Task details - All lines from the one including "b.iter(|| pipeline.process(black_box(&depth)))" to the bottom of the entries below should be repeated exactly, both ends kept.

*** Opening of Records for the task ***

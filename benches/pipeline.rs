//! Navigation pipeline benchmarks
//!
//! - Zone mapping at strategic and reactive resolutions
//! - Planner and avoider on prebuilt grids
//! - Median filter preprocessing
//! - Full frame, sequential vs parallel branches
//!
//! Run with: `cargo bench`
//! View HTML reports in: `target/criterion/`

use criterion::{BenchmarkId, Criterion, Throughput, black_box, criterion_group, criterion_main};

use drishti::source::{DepthEstimator, Scene, SyntheticDepth, median_filter};
use drishti::{
    DepthMap, NavigationPipeline, PipelineConfig, ReactiveAvoider, StrategicPlanner, ZoneMapper,
    ZoneMapperConfig,
};

// ============================================================================
// Test Fixtures
// ============================================================================

/// Noisy 640x480 frame with a few invalid pixels
fn benchmark_depth(scene: Scene) -> DepthMap {
    let mut source = SyntheticDepth::new(scene)
        .with_noise(0.05)
        .with_dropout(0.01)
        .with_seed(1);
    source.estimate(&0).expect("valid synthetic parameters")
}

// ============================================================================
// Benchmarks
// ============================================================================

fn bench_zone_mapping(c: &mut Criterion) {
    let depth = benchmark_depth(Scene::Corridor);
    let mut group = c.benchmark_group("zone_mapping");
    group.throughput(Throughput::Elements((depth.width() * depth.height()) as u64));

    for (name, config) in [
        ("strategic", ZoneMapperConfig::strategic()),
        ("reactive", ZoneMapperConfig::reactive()),
    ] {
        let mapper = ZoneMapper::new(config).unwrap();
        group.bench_function(name, |b| b.iter(|| mapper.map(black_box(&depth))));
    }
    group.finish();
}

fn bench_planning(c: &mut Criterion) {
    let depth = benchmark_depth(Scene::ObstacleLeft);
    let strategic_grid = ZoneMapper::new(ZoneMapperConfig::strategic())
        .unwrap()
        .map(&depth);
    let reactive_grid = ZoneMapper::new(ZoneMapperConfig::reactive())
        .unwrap()
        .map(&depth);
    let planner = StrategicPlanner::default();
    let avoider = ReactiveAvoider::default();

    let mut group = c.benchmark_group("planning");
    group.bench_function("strategic_plan", |b| {
        b.iter(|| planner.plan(black_box(&strategic_grid)))
    });
    group.bench_function("reactive_compute", |b| {
        b.iter(|| avoider.compute(black_box(&reactive_grid)))
    });
    group.finish();
}

fn bench_median_filter(c: &mut Criterion) {
    let depth = benchmark_depth(Scene::ObstacleCenter);
    let mut group = c.benchmark_group("median_filter");

    for kernel in [3usize, 5, 7] {
        group.bench_with_input(BenchmarkId::from_parameter(kernel), &kernel, |b, &k| {
            b.iter(|| median_filter(black_box(&depth), k))
        });
    }
    group.finish();
}

fn bench_full_frame(c: &mut Criterion) {
    let depth = benchmark_depth(Scene::LeftHalfBlocked);
    let pipeline = NavigationPipeline::new(PipelineConfig {
        median_kernel: None,
        ..PipelineConfig::default()
    })
    .unwrap();

    let mut group = c.benchmark_group("full_frame");
    group.bench_function("sequential", |b| {
        b.iter(|| pipeline.process(black_box(&depth)))
    });
    group.bench_function("parallel", |b| {
        b.iter(|| pipeline.process_parallel(black_box(&depth)))
    });
    group.finish();
}

criterion_group!(
    benches,
    bench_zone_mapping,
    bench_planning,
    bench_median_filter,
    bench_full_frame
);
criterion_main!(benches);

*** Close of Records for the task ***

Answer section -
        b.iter(|| pipeline.process(black_box(&depth)))
    });
    group.bench_function("parallel", |b| {
        b.iter(|| pipeline.process_parallel(black_box(&depth)))
    });
    group.finish();
}

criterion_group!(
    benches,
    bench_zone_mapping,
    bench_planning,
    bench_median_filter,
    bench_full_frame
);
criterion_main!(benches);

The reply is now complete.